Oct 192014
Photo Credit: shira gal via CC

Photo Credit: shira gal via CC

What’s the collective noun for excellent stories? A stupendium? Okay, a stupendium of excellent stories this week. Last week I gave feedback on all seventeen entries. I’m still recovering. This week, before I hand over to judge Ed Broom, I’d just like to pick out a handful of entries that didn’t quite make it into the winner’s circle.

The Art of Expression by Marie McKay started with face, ended with lift, was about a facelift but never mentioned the word. WAR IN EARTH by Holly Geely was about the age-old battle between beetle and ant (Antoinetta and Antony were leading the charge for the ants). The Lift by Mark A. King captures the brutality of the fight, the determination of the warrior, and ends with a great reveal – Clay will become Ali.

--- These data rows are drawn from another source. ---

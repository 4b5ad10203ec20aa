//! Error types for note sequence operations
//!
//! Every variant is raised before the sequence is mutated, so a failed
//! operation leaves the sequence exactly as it was.

use thiserror::Error;

/// Errors raised by `NoteSequence` and its collaborators
#[derive(Debug, Clone, PartialEq, Error)]
pub enum SequenceError {
    /// Position is missing or outside the sequence
    #[error("Invalid index {index} (sequence length {len})")]
    InvalidIndex { index: usize, len: usize },

    /// Beat is NaN or outside the domain of the query
    #[error("Invalid beat: {0}")]
    InvalidBeat(f64),

    /// Value does not satisfy the NoteEvent contract
    #[error("Invalid note: {0}")]
    InvalidNote(String),

    /// Bar-relative query without a bar/time-signature collaborator
    #[error("Missing context: {0}")]
    MissingContext(&'static str),

    /// Duration cannot be expressed with canonical note values
    #[error("Duration {0} cannot be decomposed into note values")]
    InvalidDuration(f64),

    /// Bar number unknown to the bar collaborator
    #[error("Invalid bar {bar} (bar count {bar_count})")]
    InvalidBar { bar: usize, bar_count: usize },

    /// All-rest adaptation needs an explicit, positive bar count
    #[error("Adapting a rest-only sequence requires a positive bar count")]
    MissingBarCount,

    /// Malformed compact token, pitch or time signature
    #[error("Parse error: {0}")]
    Parse(String),

    /// Interchange (JSON) conversion failed
    #[error("Interchange error: {0}")]
    Interchange(String),
}

pub type Result<T> = std::result::Result<T, SequenceError>;
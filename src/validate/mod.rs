//! Annotation consistency validation
//!
//! Tie and tuplet annotations form per-note state sequences that must follow
//! a transition table (a tuplet `start` must be followed by `middle`, a tie
//! `start` by `stop` or `stop_start`, ...). Edits such as deleting or pasting
//! notes can break those chains. The validator finds every broken chain and
//! clears it.
//!
//! ## Algorithm
//!
//! A virtual "none" tag sits before index 0 and after the last index. For each
//! adjacent pair `(prev, curr)` whose transition is not allowed, the run of
//! non-none tags around the offending position is marked. Marked runs are
//! cleared after the scan. Runs are maximal non-none segments, and a segment
//! left unmarked had valid transitions on both sides, so a single pass is
//! enough: a second pass finds nothing.

pub mod tables;

use std::fmt::Debug;
use std::hash::Hash;

use serde::{Deserialize, Serialize};

use crate::models::NoteEvent;

pub use tables::{TieAnnotation, TupletAnnotation, TIE_TRANSITIONS, TUPLET_TRANSITIONS};

/// Allowed transitions: `tag → tags that may follow it`
#[derive(Debug, Clone, Copy)]
pub struct TransitionTable<T: 'static> {
    pub none: T,
    pub allowed: &'static [(T, &'static [T])],
}

impl<T: Copy + Eq> TransitionTable<T> {
    /// Tags not listed as a source allow no successor
    pub fn allows(&self, prev: T, curr: T) -> bool {
        self.allowed
            .iter()
            .find(|(from, _)| *from == prev)
            .map_or(false, |(_, to)| to.contains(&curr))
    }
}

/// Closed index interval `[start, end]` of notes whose annotation is invalid
#[derive(Debug, Clone, Copy, PartialEq, Eq, PartialOrd, Ord, Hash, Serialize, Deserialize)]
pub struct InvalidRun {
    pub start: usize,
    pub end: usize,
}

impl InvalidRun {
    pub fn note_count(&self) -> usize {
        self.end - self.start + 1
    }
}

/// How the validator reads and clears one kind of annotation on a note
pub trait Annotation {
    type Tag: Copy + Eq + Hash + Debug + 'static;

    /// Short name used in logs and diagnostics ("tie", "tuplet")
    const NAME: &'static str;

    fn table() -> &'static TransitionTable<Self::Tag>;

    fn read_tag(note: &NoteEvent) -> Self::Tag;

    fn clear(note: &mut NoteEvent);
}

/// Runs of `tags` that break `table`, sorted and without duplicates
pub fn find_invalid_runs<T: Copy + Eq>(tags: &[T], table: &TransitionTable<T>) -> Vec<InvalidRun> {
    let none = table.none;
    let run_around = |anchor: usize| {
        let mut start = anchor;
        let mut end = anchor;
        while start > 0 && tags[start - 1] != none {
            start -= 1;
        }
        while end + 1 < tags.len() && tags[end + 1] != none {
            end += 1;
        }
        InvalidRun { start, end }
    };

    let mut runs: Vec<InvalidRun> = Vec::new();
    for i in 0..=tags.len() {
        let prev = if i == 0 { none } else { tags[i - 1] };
        let curr = if i == tags.len() { none } else { tags[i] };
        if table.allows(prev, curr) {
            continue;
        }
        // A disallowed step into "none" is the fault of the tag before it
        let anchor = if curr == none { i - 1 } else { i };
        let run = run_around(anchor);
        if runs.last() != Some(&run) {
            runs.push(run);
        }
    }
    runs
}

/// Generic validator/repairer for one annotation kind
pub struct ConsistencyValidator<A: Annotation> {
    _annotation: std::marker::PhantomData<A>,
}

impl<A: Annotation> ConsistencyValidator<A> {
    pub fn new() -> Self {
        ConsistencyValidator { _annotation: std::marker::PhantomData }
    }

    pub fn tags(&self, notes: &[NoteEvent]) -> Vec<A::Tag> {
        notes.iter().map(A::read_tag).collect()
    }

    /// Report invalid runs without touching the notes
    pub fn check(&self, notes: &[NoteEvent]) -> Vec<InvalidRun> {
        find_invalid_runs(&self.tags(notes), A::table())
    }

    /// Clear the annotation on every note of every invalid run
    ///
    /// Returns the runs that were cleared.
    pub fn repair(&self, notes: &mut [NoteEvent]) -> Vec<InvalidRun> {
        let runs = self.check(notes);
        for run in &runs {
            log::debug!("Clearing malformed {} run at notes {}..={}", A::NAME, run.start, run.end);
            for note in &mut notes[run.start..=run.end] {
                A::clear(note);
            }
        }
        runs
    }
}

impl<A: Annotation> Default for ConsistencyValidator<A> {
    fn default() -> Self {
        Self::new()
    }
}

#[cfg(test)]
mod tests {
    use super::*;
    use crate::models::TieState::{self, None as N, Start as S, Stop as P, StopStart as X};

    fn runs(tags: &[TieState]) -> Vec<(usize, usize)> {
        find_invalid_runs(tags, &TIE_TRANSITIONS)
            .into_iter()
            .map(|r| (r.start, r.end))
            .collect()
    }

    #[test]
    fn test_valid_chains() {
        assert!(runs(&[]).is_empty());
        assert!(runs(&[N, N]).is_empty());
        assert!(runs(&[S, P]).is_empty());
        assert!(runs(&[N, S, X, X, P, N]).is_empty());
        assert!(runs(&[S, P, S, P]).is_empty());
    }

    #[test]
    fn test_start_start_marks_whole_run() {
        // start→start breaks the chain; the run extends through the trailing stop
        assert_eq!(runs(&[N, S, S, P]), vec![(1, 3)]);
    }

    #[test]
    fn test_dangling_start_at_end() {
        assert_eq!(runs(&[N, S]), vec![(1, 1)]);
        assert_eq!(runs(&[S, N, N]), vec![(0, 0)]);
    }

    #[test]
    fn test_orphan_stop() {
        assert_eq!(runs(&[P, N]), vec![(0, 0)]);
        assert_eq!(runs(&[N, N, X, P]), vec![(2, 3)]);
    }

    #[test]
    fn test_separate_runs() {
        assert_eq!(runs(&[P, N, S, P, N, S]), vec![(0, 0), (5, 5)]);
    }

    #[test]
    fn test_run_reported_once() {
        // stop→stop and stop→start inside one run give a single entry
        assert_eq!(runs(&[S, P, P, P]), vec![(0, 3)]);
    }

    #[test]
    fn test_invalid_run_note_count() {
        let run = InvalidRun { start: 2, end: 4 };
        assert_eq!(run.note_count(), 3);
    }
}
//! Diagnostics for note sequences
//!
//! Non-fatal checks that report problems without changing the sequence, so
//! an editor can highlight them before (or instead of) repairing.
//! Annotation chains and bar fill are the current checks.

pub mod annotations;
pub mod bar_fill;

use serde::{Deserialize, Serialize};

pub use annotations::{analyze_annotation, analyze_annotations};
pub use bar_fill::analyze_bar_fill;

/// Severity level for diagnostic marks
#[derive(Serialize, Deserialize, Clone, Debug, PartialEq, Eq)]
#[serde(rename_all = "lowercase")]
pub enum DiagnosticSeverity {
    Error,
    Warning,
    Info,
}

/// A diagnostic mark highlighting a run of notes
#[derive(Serialize, Deserialize, Clone, Debug, PartialEq)]
pub struct DiagnosticMark {
    /// Index of the first note concerned
    pub index: usize,
    /// Number of notes highlighted (default 1)
    pub len: usize,
    pub severity: DiagnosticSeverity,
    /// Kind identifier (e.g. "tie_invalid_run", "bar_underfilled")
    pub kind: String,
    /// Human-readable message
    pub message: String,
}

impl DiagnosticMark {
    pub fn new(
        index: usize,
        severity: DiagnosticSeverity,
        kind: impl Into<String>,
        message: impl Into<String>,
    ) -> Self {
        Self {
            index,
            len: 1,
            severity,
            kind: kind.into(),
            message: message.into(),
        }
    }

    /// Create with custom length (for range highlights)
    pub fn with_len(mut self, len: usize) -> Self {
        self.len = len;
        self
    }
}

/// Collection of diagnostic marks for a sequence
#[derive(Serialize, Deserialize, Clone, Debug, Default)]
pub struct Diagnostics {
    pub marks: Vec<DiagnosticMark>,
}

impl Diagnostics {
    pub fn new() -> Self {
        Self { marks: Vec::new() }
    }

    pub fn add(&mut self, mark: DiagnosticMark) {
        self.marks.push(mark);
    }

    pub fn extend(&mut self, marks: impl IntoIterator<Item = DiagnosticMark>) {
        self.marks.extend(marks);
    }

    /// Check if there are any errors
    pub fn has_errors(&self) -> bool {
        self.marks
            .iter()
            .any(|m| m.severity == DiagnosticSeverity::Error)
    }

    pub fn is_empty(&self) -> bool {
        self.marks.is_empty()
    }

    /// Marks of one kind
    pub fn of_kind<'a>(&'a self, kind: &'a str) -> impl Iterator<Item = &'a DiagnosticMark> + 'a {
        self.marks.iter().filter(move |m| m.kind == kind)
    }
}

Away by Casey Rose Frank contains some beautiful imagery – “graveyard of potential”, “a household that embraces half-living”. Letters of Love by Stella Turner captures beautifully the recovering alcoholic and his or her desire to return to what they love – writing – with a little bit of vengeance for good measure. Face Your Fears by Simon Williams builds up wonderfully to a killer (literally) conclusion. Little Thith by Jacki Donnellan is a sweet, funny story with excellently crafted dialogue and a clever missing punchline to set up the closing bookend. Thtairth. Untitled II by Geoff Holme delves into the mind of a depressive. The clever structure shows the well-meaning advice given by the outsider and the despair within.

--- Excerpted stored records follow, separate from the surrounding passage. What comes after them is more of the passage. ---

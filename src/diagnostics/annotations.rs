//! Annotation chain diagnostics
//!
//! Reports the runs `NoteSequence::revise_notes` would clear, one error mark
//! per run, without touching the notes.

use crate::sequence::NoteSequence;
use crate::validate::{Annotation, ConsistencyValidator, TieAnnotation, TupletAnnotation};

use super::{DiagnosticMark, DiagnosticSeverity};

/// Malformed runs of one annotation kind
pub fn analyze_annotation<A: Annotation>(sequence: &NoteSequence) -> Vec<DiagnosticMark> {
    let notes = sequence.notes(..);
    ConsistencyValidator::<A>::new()
        .check(notes)
        .into_iter()
        .map(|run| {
            DiagnosticMark::new(
                run.start,
                DiagnosticSeverity::Error,
                format!("{}_invalid_run", A::NAME),
                format!(
                    "Malformed {} chain on notes {}..={}",
                    A::NAME,
                    run.start,
                    run.end
                ),
            )
            .with_len(run.note_count())
        })
        .collect()
}

/// Malformed tuplet and tie runs, tuplets first
pub fn analyze_annotations(sequence: &NoteSequence) -> Vec<DiagnosticMark> {
    let mut marks = analyze_annotation::<TupletAnnotation>(sequence);
    marks.extend(analyze_annotation::<TieAnnotation>(sequence));
    marks
}
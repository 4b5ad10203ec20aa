//! Lead sheet note sequence WASM module
//!
//! Ordered notes and rests of one melody, addressed by index or by
//! 1-based beat, with splice editing, tie/tuplet consistency repair,
//! rest-area lookup and re-segmentation into a time signature.

pub mod error;
pub mod models;
pub mod rhythm;
pub mod validate;
pub mod sequence;
pub mod interchange;
pub mod diagnostics;
pub mod api;

// Re-export commonly used types
pub use error::{Result, SequenceError};
pub use interchange::NoteRecord;
pub use models::{NoteEvent, Pitch, TieState, TimeSignature, TupletState};
pub use rhythm::{DecompositionSettings, DurationDecomposer, DurationToken, NoteValue};
pub use sequence::{BarContext, BarLayout, NoteSequence, RestArea, Revision};

use wasm_bindgen::prelude::*;

// This is like the `main` function, but for WASM modules.
#[wasm_bindgen(start)]
pub fn main() {
    #[cfg(feature = "console_error_panic_hook")]
    console_error_panic_hook::set_once();

    #[cfg(feature = "console_log")]
    init_logger();

    log::info!("Note sequence WASM module initialized");
}

#[cfg(feature = "console_log")]
fn init_logger() {
    if let Err(e) = console_log::init_with_level(log::Level::Debug) {
        api::helpers::log_warn(&format!("Logger already initialized: {}", e));
    }
}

Okay, that’s more than a handful. Here’s what judge Ed Broom had to say about it all:

Micro Bookends 1.02 was a football pitch with 22 players and only one referee to keep order. Here are the thoughts of the man in black.

This was always going to be a tough game. You had to kick off with “face” and let the last touch be “lift”. A handful of writers, in my humble opinion, started strongly but faded as the game went on.

And then there’s that photo. Not only a typewriter but one with half the keys missing! Sure glad I wasn’t entering this week. Some entrants were a lot more faithful to this than others. Would a passing reference to a keyboard be enough?

Big pat on the back to all players for providing such an entertaining game!

Highly Commended

The Lift by Mark A. King

Little Thith by Jacki Donnellan

3rd Place

Rogue by Karl A Russell

I started reading this and was already enjoying the action, those custom facial features fabricating, when the story jumped off the page and took me (and the protagonist) somewhere completely unexpected. Another male fantasy meets its just deserts. I very much like that “morphological circuitry” phrase. I’m terrified of those teeth. Highly original.

2nd Place

TRAPPED by Brian S Creek

That symmetrical layout, adding a word at a time then progressively working backwards again all the way from “face” to “lift”? Wow. Kudos to this writer. Some serious work must have gone into this piece. Of course, this could have been a mere gimmick were it not for the words themselves which tell a strange tale. Something bad has happened, something very bad indeed, and presumably something related to the Hebrew (did you spot them?) letters. I like the matter of factness here and yet the senses are also involved. Quality writing in self-imposed super tight constraints.


Lucky by Carlos Orozco

This is a peach of a story and chock-full of humanity. Doesn’t your heart go out to the child? Aren’t you willing him to get lucky just this once? Did that eagle coin (love that use of “perch”) really come down heads? In what I presume is some kind of hostile landscape, this still manages to be a feel-good tale. Clever and perfectly plausible use of “face”, too, avoiding the obvious, plus natural use of “lift”. Can I be really honest and add in the smallest font size available that I’d have liked a title? {MB: Carlos has since added a title.} Otherwise, in all other aspects, this story is an absolute joy.


by Carlos Orozco


“You mean heads.”

“Yes, heads,” he says. We both stare at the silver eagle perched atop my thumb. I look at him just before I flip the coin. He is small for an eight-year-old, but his eyes show the anguish of an old man. He’s had a hard life.

I flip the coin sending it up with a metallic ring and hear it perch on my palm.

“It’s heads,” I say and pocket the silver eagle. His eyes go wide and he giggles. This is probably the luckiest thing to ever happen to him. He hugs the old, worthless typewriter. The corners of my mouth lift.